After each epoch, you will have the corresponding losses and accuracies both for training and validation. But during one epoch, you will only have access to the training loss and accuracy.
Validation loss and validation accuracy gets printed for every epoch once you specify the validation_split.
model.fit(X, Y, epochs=1000, batch_size=10, validation_split=0.2)
I have used the above in my code, and val_loss and val_acc are getting printed for every epoch, but not after every batch.

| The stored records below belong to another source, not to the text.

//! Configuration data models and validation

use crate::defaults;
use crate::error::{AppError, Result};
use chrono::{Datelike, Local, NaiveDate};
use serde::{Deserialize, Serialize};
use std::path::PathBuf;

/// Ordering applied to matching students
#[derive(Debug, Clone, Copy, PartialEq, Eq, Default, Serialize, Deserialize, clap::ValueEnum)]
#[serde(rename_all = "lowercase")]
pub enum SortOrder {
    /// Day-of-year of the birthday
    #[default]
    Birthday,
    /// Student name
    Name,
    /// Days until the next birthday
    Upcoming,
}

impl SortOrder {
    /// Order used when none is requested.
    ///
    /// A window can wrap past the end of the year, so it lists the soonest
    /// birthdays first.
    pub fn default_for(within_days: Option<u32>) -> Self {
        match within_days {
            Some(_) => SortOrder::Upcoming,
            None => SortOrder::Birthday,
        }
    }
}

/// Configuration for the birthday reminder
#[derive(Debug, Clone, Serialize, Deserialize)]
pub struct ReminderConfig {
    /// Roster file; the bundled roster is used when absent
    #[serde(default)]
    pub roster_path: Option<PathBuf>,

    /// Month to list birthdays for
    pub month: u32,

    /// List birthdays falling within this many days instead of a month
    #[serde(default)]
    pub within_days: Option<u32>,

    /// Output ordering
    #[serde(default)]
    pub sort: SortOrder,

    /// Reference date for "current month" and "upcoming"
    pub today: NaiveDate,

    /// Enable colored terminal output
    #[serde(default = "default_enable_color")]
    pub enable_color: bool,

    /// Enable verbose output
    #[serde(default)]
    pub verbose: bool,

    /// Enable debug output
    #[serde(default)]
    pub debug: bool,
}

impl Default for ReminderConfig {
    fn default() -> Self {
        let today = Local::now().date_naive();
        Self {
            roster_path: None,
            month: today.month(),
            within_days: None,
            sort: SortOrder::default(),
            today,
            enable_color: default_enable_color(),
            verbose: false,
            debug: false,
        }
    }
}

impl ReminderConfig {
    /// Create a new configuration with default values
    pub fn new() -> Self {
        Self::default()
    }

    /// Validate the configuration and return any errors
    pub fn validate(&self) -> Result<()> {
        if !(1..=12).contains(&self.month) {
            return Err(AppError::validation(format!("Month must be between 1 and 12, got: {}", self.month)));
        }

        if let Some(days) = self.within_days {
            if days > defaults::MAX_WITHIN_DAYS {
                return Err(AppError::validation(format!(
                    "Reminder window cannot exceed {} days, got: {}",
                    defaults::MAX_WITHIN_DAYS,
                    days
                )));
            }
        }

        validate_path(&self.roster_path, "Roster")
    }

    /// Merge environment variables into this configuration
    pub fn merge_from_env(&mut self) -> Result<()> {
        if let Ok(roster) = std::env::var("STUDENT_ROSTER") {
            let roster = roster.trim();
            if !roster.is_empty() {
                self.roster_path = Some(PathBuf::from(roster));
            }
        }

        if let Ok(enable_color) = std::env::var("ENABLE_COLOR") {
            self.enable_color = enable_color.parse()
                .map_err(|e| AppError::config(format!("Invalid ENABLE_COLOR value '{}': {}", enable_color, e)))?;
        }

        Ok(())
    }
}

/// Configuration for the task timer
#[derive(Debug, Clone, Serialize, Deserialize)]
pub struct TimerConfig {
    /// Word list file; the bundled list is used when absent
    #[serde(default)]
    pub wordlist_path: Option<PathBuf>,

    /// Cap on words appended by the appending tasks
    #[serde(default = "default_max_count")]
    pub max_count: usize,

    /// 1-based task numbers to run; empty runs every task
    #[serde(default)]
    pub tasks: Vec<usize>,

    /// Enable colored terminal output
    #[serde(default = "default_enable_color")]
    pub enable_color: bool,

    /// Enable verbose output
    #[serde(default)]
    pub verbose: bool,

    /// Enable debug output
    #[serde(default)]
    pub debug: bool,
}

impl Default for TimerConfig {
    fn default() -> Self {
        Self {
            wordlist_path: None,
            max_count: default_max_count(),
            tasks: Vec::new(),
            enable_color: default_enable_color(),
            verbose: false,
            debug: false,
        }
    }
}

impl TimerConfig {
    /// Create a new configuration with default values
    pub fn new() -> Self {
        Self::default()
    }

    /// Validate the configuration and return any errors
    pub fn validate(&self) -> Result<()> {
        if self.max_count == 0 {
            return Err(AppError::validation("Max count must be greater than 0"));
        }

        if self.max_count > defaults::MAX_COUNT_LIMIT {
            return Err(AppError::validation(format!(
                "Max count cannot exceed {}",
                defaults::MAX_COUNT_LIMIT
            )));
        }

        for task in &self.tasks {
            if !(1..=defaults::TASK_COUNT).contains(task) {
                return Err(AppError::validation(format!(
                    "Task number must be between 1 and {}, got: {}",
                    defaults::TASK_COUNT,
                    task
                )));
            }
        }

        validate_path(&self.wordlist_path, "Word list")
    }

    /// Whether the 1-based task number is selected
    pub fn runs_task(&self, number: usize) -> bool {
        self.tasks.is_empty() || self.tasks.contains(&number)
    }

    /// Merge environment variables into this configuration
    pub fn merge_from_env(&mut self) -> Result<()> {
        if let Ok(wordlist) = std::env::var("TASKTIMER_WORDLIST") {
            let wordlist = wordlist.trim();
            if !wordlist.is_empty() {
                self.wordlist_path = Some(PathBuf::from(wordlist));
            }
        }

        if let Ok(max_count) = std::env::var("TASKTIMER_MAX_COUNT") {
            self.max_count = max_count.trim().parse()
                .map_err(|e| AppError::config(format!("Invalid TASKTIMER_MAX_COUNT value '{}': {}", max_count, e)))?;
        }

        if let Ok(enable_color) = std::env::var("ENABLE_COLOR") {
            self.enable_color = enable_color.parse()
                .map_err(|e| AppError::config(format!("Invalid ENABLE_COLOR value '{}': {}", enable_color, e)))?;
        }

        Ok(())
    }
}

fn validate_path(path: &Option<PathBuf>, what: &str) -> Result<()> {
    match path {
        Some(path) if path.as_os_str().is_empty() => {
            Err(AppError::config(format!("{} path cannot be empty", what)))
        }
        _ => Ok(()),
    }
}

fn default_max_count() -> usize {
    defaults::DEFAULT_MAX_COUNT
}

fn default_enable_color() -> bool {
    defaults::DEFAULT_ENABLE_COLOR
}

Hope that answers your question.
Epoch 1/500
1267/1267 [==============================] - 0s 376us/step - loss: 0.6428 - acc: 0.6409 - val_loss: 0.5963 - val_acc: 0.6656
In fit_generator,
fit_generator(generator, steps_per_epoch=None, epochs=1, verbose=1, callbacks=None, **validation_data=None, validation_steps=None**, validation_freq=1, class_weight=None, max_queue_size=10, workers=1, use_multiprocessing=False, shuffle=True, initial_epoch=0)
since there is no validation_split parameter, you can create two different ImageDataGenerator flow, one for training and one for validating and then place that 'validation_generator' in validation_data. Then it will print the validation loss and accuracy.